How people work has forever changed, but employee safety should remain every organizations’ number one priority.
2. Listen to Your Team Members
Employees are the most important asset a company has – they’re representing their employer on the front lines and putting in the work to create success, which is why employers need to listen to their employees and meet their needs.
For many employers, those needs in recent years have been related to behavioral health, something employers are paying attention to now more than ever given the current pandemic. Employers have found they need to offer different services to meet the needs of various employee demographics. Workers who earn less may need financial counseling and support to help them cope with stress, while new graduates entering the workforce may need services to ensure continuation of care for existing behavioral health conditions.
To help their employees get healthier and meet that need, companies are taking strides and removing barriers to care. Some of their strategies and tactics include:
- Expanding their EAP benefits and extending them to more workers (for example, to paid interns)
- Lowering copays for psychology and psychiatry services
- Offering or contributing more to health savings accounts (HSA)
- Adding behavioral health counseling to their onsite wellness centers or as a virtual care offering
Even more important, businesses are working to take away the stigma that often comes with mental health by sharing moving employee stories and offering support groups.
3. Doubling Down
Businesses of all shapes and sizes have changed policies, work schedules, and safety protocols due to COVID-19. While making these changes is critical to keep businesses running, maintaining a focus on pre-pandemic safety protocols is just as important.

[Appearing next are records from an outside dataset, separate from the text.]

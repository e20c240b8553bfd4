//! Alignment file formats: the TSV dialect and RDF-Alignment XML.
//!
//! Both formats resolve entity URIs through the [`MatchContext`], so a file
//! can only be read against the knowledge bases it was produced from. Rows
//! naming URIs the context does not know are skipped with a warning; bad
//! similarity or relation cells fall back to `1.0` and `?` respectively.

use std::fs::File;
use std::io::{BufWriter, Read, Write};
use std::path::Path;

use csv::{QuoteStyle, ReaderBuilder, WriterBuilder};
use quick_xml::Reader;
use quick_xml::Writer;
use quick_xml::events::{BytesDecl, BytesEnd, BytesStart, BytesText, Event};

use crate::context::MatchContext;
use crate::error::{FormatError, FormatResult};

use super::{Alignment, Mapping, MappingStatus, RelationKind};

/// First line of every TSV alignment.
pub const TSV_MARKER: &str = "#ontomatch alignment";
const TSV_SOURCE: &str = "#source ontology:";
const TSV_TARGET: &str = "#target ontology:";
const TSV_HEADER: [&str; 7] = [
    "Source URI",
    "Source Label",
    "Target URI",
    "Target Label",
    "Similarity",
    "Relationship",
    "Status",
];

const ALIGN_NS: &str = "http://knowledgeweb.semanticweb.org/heterogeneity/alignment";
const RDF_NS: &str = "http://www.w3.org/1999/02/22-rdf-syntax-ns#";
const XSD_NS: &str = "http://www.w3.org/2001/XMLSchema#";

/// On-disk alignment format.
#[derive(Debug, Clone, Copy, PartialEq, Eq)]
pub enum AlignmentFormat {
    Tsv,
    Rdf,
}

impl AlignmentFormat {
    /// Pick the format from a file extension (`.tsv`, `.rdf`, `.xml`).
    pub fn from_path(path: &Path) -> FormatResult<Self> {
        let ext = path
            .extension()
            .and_then(|e| e.to_str())
            .map(str::to_ascii_lowercase);
        match ext.as_deref() {
            Some("tsv") => Ok(AlignmentFormat::Tsv),
            Some("rdf") | Some("xml") => Ok(AlignmentFormat::Rdf),
            _ => Err(FormatError::UnrecognizedExtension {
                path: path.display().to_string(),
            }),
        }
    }
}

fn io_error(path: &Path, source: std::io::Error) -> FormatError {
    FormatError::Io {
        path: path.display().to_string(),
        source,
    }
}

fn csv_error(e: csv::Error) -> FormatError {
    FormatError::Csv {
        message: e.to_string(),
    }
}

fn xml_error(e: impl std::fmt::Display) -> FormatError {
    FormatError::Xml {
        message: e.to_string(),
    }
}

/// Write an alignment to `path` in the format its extension names.
pub fn save(alignment: &Alignment, ctx: &MatchContext, path: &Path) -> FormatResult<()> {
    let format = AlignmentFormat::from_path(path)?;
    let file = File::create(path).map_err(|e| io_error(path, e))?;
    let writer = BufWriter::new(file);
    match format {
        AlignmentFormat::Tsv => write_tsv(alignment, ctx, writer)?,
        AlignmentFormat::Rdf => write_rdf(alignment, ctx, writer)?,
    }
    tracing::info!(path = %path.display(), mappings = alignment.len(), ?format, "saved alignment");
    Ok(())
}

/// Read an alignment from `path`, picking the format from its extension.
pub fn load(ctx: &MatchContext, path: &Path) -> FormatResult<Alignment> {
    let format = AlignmentFormat::from_path(path)?;
    let alignment = match format {
        AlignmentFormat::Tsv => {
            let file = File::open(path).map_err(|e| io_error(path, e))?;
            read_tsv(ctx, file)?
        }
        AlignmentFormat::Rdf => {
            let text = std::fs::read_to_string(path).map_err(|e| io_error(path, e))?;
            read_rdf(ctx, &text)?
        }
    };
    tracing::info!(path = %path.display(), mappings = alignment.len(), ?format, "loaded alignment");
    Ok(alignment)
}

/// A similarity cell: a finite number in [0, 1]. Anything else is `None`.
fn parse_similarity(cell: &str) -> Option<f64> {
    cell.trim()
        .parse::<f64>()
        .ok()
        .filter(|v| v.is_finite() && (0.0..=1.0).contains(v))
}

// ---------------------------------------------------------------------------
// TSV
// ---------------------------------------------------------------------------

/// Write the TSV dialect: marker, two ontology lines, header, one row per mapping.
pub fn write_tsv<W: Write>(alignment: &Alignment, ctx: &MatchContext, writer: W) -> FormatResult<()> {
    let mut out = WriterBuilder::new()
        .delimiter(b'\t')
        .quote_style(QuoteStyle::Never)
        .flexible(true)
        .from_writer(writer);

    out.write_record([TSV_MARKER]).map_err(csv_error)?;
    out.write_record([TSV_SOURCE, ctx.source().uri()]).map_err(csv_error)?;
    out.write_record([TSV_TARGET, ctx.target().uri()]).map_err(csv_error)?;
    out.write_record(TSV_HEADER).map_err(csv_error)?;

    for m in alignment {
        let source_uri = ctx.source().uri_of(m.source).unwrap_or_default();
        let target_uri = ctx.target().uri_of(m.target).unwrap_or_default();
        let source_label = clean_cell(&ctx.source().label(m.source));
        let target_label = clean_cell(&ctx.target().label(m.target));
        let similarity = format!("{:.4}", m.similarity());
        let mut row = vec![
            source_uri,
            source_label.as_str(),
            target_uri,
            target_label.as_str(),
            similarity.as_str(),
            m.relation.token(),
        ];
        if m.status != MappingStatus::Unknown {
            row.push(m.status.token());
        }
        out.write_record(&row).map_err(csv_error)?;
    }
    out.flush().map_err(|e| FormatError::Csv {
        message: e.to_string(),
    })
}

/// Labels are free text; tabs and newlines would break the row.
fn clean_cell(text: &str) -> String {
    text.replace(['\t', '\n', '\r'], " ")
}

/// Read the TSV dialect back into an alignment bound to `ctx`.
pub fn read_tsv<R: Read>(ctx: &MatchContext, reader: R) -> FormatResult<Alignment> {
    let mut rows = ReaderBuilder::new()
        .delimiter(b'\t')
        .has_headers(false)
        .flexible(true)
        .quoting(false)
        .from_reader(reader);

    let mut alignment = ctx.new_alignment();
    let mut saw_marker = false;

    for record in rows.records() {
        let record = record.map_err(csv_error)?;
        let first = record.get(0).unwrap_or_default().trim();

        if !saw_marker {
            if first != TSV_MARKER {
                return Err(FormatError::UnrecognizedFormat {
                    detail: format!("expected `{TSV_MARKER}`, found `{first}`"),
                });
            }
            saw_marker = true;
            continue;
        }
        if first.starts_with('#') || first == TSV_HEADER[0] {
            continue;
        }

        let line = record.position().map_or(0, |p| p.line());
        if !(6..=7).contains(&record.len()) {
            return Err(FormatError::MalformedRow {
                line,
                columns: record.len(),
            });
        }

        let (Some(source), Some(target)) = (
            ctx.source().id_for_uri(first),
            ctx.target().id_for_uri(record[2].trim()),
        ) else {
            tracing::warn!(
                line,
                source_uri = first,
                target_uri = &record[2],
                "skipping row with unknown entity"
            );
            continue;
        };

        let similarity = parse_similarity(&record[4]).unwrap_or_else(|| {
            tracing::warn!(line, cell = &record[4], "invalid similarity, using 1.0");
            1.0
        });
        let relation = RelationKind::from_token(&record[5]).unwrap_or(RelationKind::Unknown);
        let status = record
            .get(6)
            .map_or(MappingStatus::Unknown, MappingStatus::from_token);

        alignment.add_full(source, target, similarity, relation, status);
    }

    if !saw_marker {
        return Err(FormatError::UnrecognizedFormat {
            detail: "empty file".into(),
        });
    }
    Ok(alignment)
}

// ---------------------------------------------------------------------------
// RDF-Alignment XML
// ---------------------------------------------------------------------------

/// Alignment API cardinality code, e.g. `11` or `1*`.
fn cardinality_code(alignment: &Alignment) -> String {
    let code = |max: usize| if max <= 1 { '1' } else { '*' };
    format!(
        "{}{}",
        code(alignment.max_source_cardinality()),
        code(alignment.max_target_cardinality())
    )
}

fn text_element<W: Write>(xml: &mut Writer<W>, name: &str, text: &str) -> FormatResult<()> {
    xml.write_event(Event::Start(BytesStart::new(name)))
        .map_err(xml_error)?;
    xml.write_event(Event::Text(BytesText::new(text)))
        .map_err(xml_error)?;
    xml.write_event(Event::End(BytesEnd::new(name)))
        .map_err(xml_error)
}

fn resource_element<W: Write>(xml: &mut Writer<W>, name: &str, uri: &str) -> FormatResult<()> {
    let mut node = BytesStart::new(name);
    node.push_attribute(("rdf:resource", uri));
    xml.write_event(Event::Empty(node)).map_err(xml_error)
}

/// Write an RDF-Alignment document.
pub fn write_rdf<W: Write>(alignment: &Alignment, ctx: &MatchContext, writer: W) -> FormatResult<()> {
    let mut xml = Writer::new_with_indent(writer, b'\t', 1);
    xml.write_event(Event::Decl(BytesDecl::new("1.0", Some("utf-8"), None)))
        .map_err(xml_error)?;

    let mut root = BytesStart::new("rdf:RDF");
    root.push_attribute(("xmlns", ALIGN_NS));
    root.push_attribute(("xmlns:rdf", RDF_NS));
    root.push_attribute(("xmlns:xsd", XSD_NS));
    xml.write_event(Event::Start(root)).map_err(xml_error)?;
    xml.write_event(Event::Start(BytesStart::new("Alignment")))
        .map_err(xml_error)?;

    text_element(&mut xml, "xml", "yes")?;
    text_element(&mut xml, "level", "0")?;
    text_element(&mut xml, "type", &cardinality_code(alignment))?;
    text_element(&mut xml, "onto1", ctx.source().uri())?;
    text_element(&mut xml, "onto2", ctx.target().uri())?;

    for m in alignment {
        xml.write_event(Event::Start(BytesStart::new("map")))
            .map_err(xml_error)?;
        xml.write_event(Event::Start(BytesStart::new("Cell")))
            .map_err(xml_error)?;

        resource_element(&mut xml, "entity1", ctx.source().uri_of(m.source).unwrap_or_default())?;
        resource_element(&mut xml, "entity2", ctx.target().uri_of(m.target).unwrap_or_default())?;

        let mut measure = BytesStart::new("measure");
        measure.push_attribute(("rdf:datatype", "http://www.w3.org/2001/XMLSchema#float"));
        xml.write_event(Event::Start(measure)).map_err(xml_error)?;
        xml.write_event(Event::Text(BytesText::new(&format!("{:.4}", m.similarity()))))
            .map_err(xml_error)?;
        xml.write_event(Event::End(BytesEnd::new("measure")))
            .map_err(xml_error)?;

        text_element(&mut xml, "relation", m.relation.token())?;
        if m.status != MappingStatus::Unknown {
            text_element(&mut xml, "status", m.status.token())?;
        }

        xml.write_event(Event::End(BytesEnd::new("Cell")))
            .map_err(xml_error)?;
        xml.write_event(Event::End(BytesEnd::new("map")))
            .map_err(xml_error)?;
    }

    xml.write_event(Event::End(BytesEnd::new("Alignment")))
        .map_err(xml_error)?;
    xml.write_event(Event::End(BytesEnd::new("rdf:RDF")))
        .map_err(xml_error)?;
    xml.into_inner().flush().map_err(xml_error)
}

/// Text-bearing child of `<Cell>` currently open.
#[derive(Debug, Clone, Copy, PartialEq, Eq)]
enum CellField {
    Measure,
    Relation,
    Status,
}

#[derive(Debug, Default)]
struct CellBuilder {
    entity1: Option<String>,
    entity2: Option<String>,
    measure: Option<String>,
    relation: Option<String>,
    status: Option<String>,
}

fn resource_of(e: &BytesStart<'_>) -> FormatResult<Option<String>> {
    for attr in e.attributes() {
        let attr = attr.map_err(xml_error)?;
        if attr.key.local_name().as_ref() == b"resource" {
            let value = attr.unescape_value().map_err(xml_error)?;
            return Ok(Some(value.into_owned()));
        }
    }
    Ok(None)
}

/// Read an RDF-Alignment document into an alignment bound to `ctx`.
pub fn read_rdf(ctx: &MatchContext, text: &str) -> FormatResult<Alignment> {
    let mut reader = Reader::from_str(text);
    reader.trim_text(true);

    let mut alignment = ctx.new_alignment();
    let mut saw_alignment = false;
    let mut cell: Option<CellBuilder> = None;
    let mut field: Option<CellField> = None;

    loop {
        match reader.read_event().map_err(xml_error)? {
            Event::Start(e) => match e.local_name().as_ref() {
                b"Alignment" => saw_alignment = true,
                b"Cell" => cell = Some(CellBuilder::default()),
                b"entity1" => {
                    if let Some(c) = cell.as_mut() {
                        c.entity1 = resource_of(&e)?;
                    }
                }
                b"entity2" => {
                    if let Some(c) = cell.as_mut() {
                        c.entity2 = resource_of(&e)?;
                    }
                }
                b"measure" => field = Some(CellField::Measure),
                b"relation" => field = Some(CellField::Relation),
                b"status" => field = Some(CellField::Status),
                _ => {}
            },
            Event::Empty(e) => match e.local_name().as_ref() {
                b"entity1" => {
                    if let Some(c) = cell.as_mut() {
                        c.entity1 = resource_of(&e)?;
                    }
                }
                b"entity2" => {
                    if let Some(c) = cell.as_mut() {
                        c.entity2 = resource_of(&e)?;
                    }
                }
                _ => {}
            },
            Event::Text(t) => {
                if let (Some(c), Some(f)) = (cell.as_mut(), field) {
                    let value = t.unescape().map_err(xml_error)?.into_owned();
                    match f {
                        CellField::Measure => c.measure = Some(value),
                        CellField::Relation => c.relation = Some(value),
                        CellField::Status => c.status = Some(value),
                    }
                }
            }
            Event::End(e) => {
                field = None;
                if e.local_name().as_ref() == b"Cell" {
                    if let Some(c) = cell.take() {
                        add_cell(ctx, &mut alignment, c);
                    }
                }
            }
            Event::Eof => break,
            _ => {}
        }
    }

    if !saw_alignment {
        return Err(FormatError::UnrecognizedFormat {
            detail: "no <Alignment> element".into(),
        });
    }
    Ok(alignment)
}

fn add_cell(ctx: &MatchContext, alignment: &mut Alignment, cell: CellBuilder) {
    let entity1 = cell.entity1.unwrap_or_default();
    let entity2 = cell.entity2.unwrap_or_default();
    let (Some(source), Some(target)) = (
        ctx.source().id_for_uri(&entity1),
        ctx.target().id_for_uri(&entity2),
    ) else {
        tracing::warn!(entity1 = %entity1, entity2 = %entity2, "skipping cell with unknown entity");
        return;
    };

    let similarity = match cell.measure.as_deref() {
        Some(measure) => parse_similarity(measure).unwrap_or_else(|| {
            tracing::warn!(entity1 = %entity1, measure, "invalid measure, using 1.0");
            1.0
        }),
        None => 1.0,
    };
    let relation = cell
        .relation
        .as_deref()
        .and_then(RelationKind::from_token)
        .unwrap_or(RelationKind::Unknown);
    let status = cell
        .status
        .as_deref()
        .map_or(MappingStatus::Unknown, MappingStatus::from_token);

    let m = Mapping::with_relation(source, target, similarity, relation).with_status(status);
    alignment.add_mapping(m);
}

To ensure the safety of its team members, one Premise client adjusted by strategically thinking through which manufacturing lines would run and crossing training any employees needed to run a line they were unfamiliar with. When running at a lower capacity than normal and changing processes, the risk of workplace injury is elevated, making it important to not lose sight of normal safety procedures.
While focusing on how to navigate COVID-19, the company hasn’t left behind what it was doing before to keep its employees safe. They’re still offering occupational health services, providing respiratory protection, and focusing on proper ergonomics – in addition to implementing new measures, like social distancing, that help reduce the risk of transmitting the coronavirus.
4. Communication – a Key Ingredient of Trust
In the current COVID-19 environment, trust is more important than ever. Employees want to know that their health and safety is a top priority for their employer, while employers need to be able to trust that their partners have their employees’ best interests in mind and are offering the highest quality solutions available. In a time where many workforces are dispersed and social distancing is encouraged, communication is one of the most important aspects of building a foundation of trust.
Meeting employees where they are is a great place to start building that trust. The COVID-19 pandemic is rapidly evolving, and new information is available every day. Many employers recognize they need to communicate this information in ways their employees can understand to make sure they’re aware of everything going on and what services are offered at this time. For a client with sites across the country, meeting people where they are will look different for corporate employees working from home versus an essential manufacturing workforce. Employers need to be prepared to overcome that challenge and tailor their communication strategies based on the unique workforce.
When working with partners, communicating regularly builds a trust that allows for an effortless relationship where everyone feels free to ask questions, respectfully disagree, and lean on one another for support during challenging times. Just like with employees, communication between partners is critical to set expectations and ensure everyone is on the same page.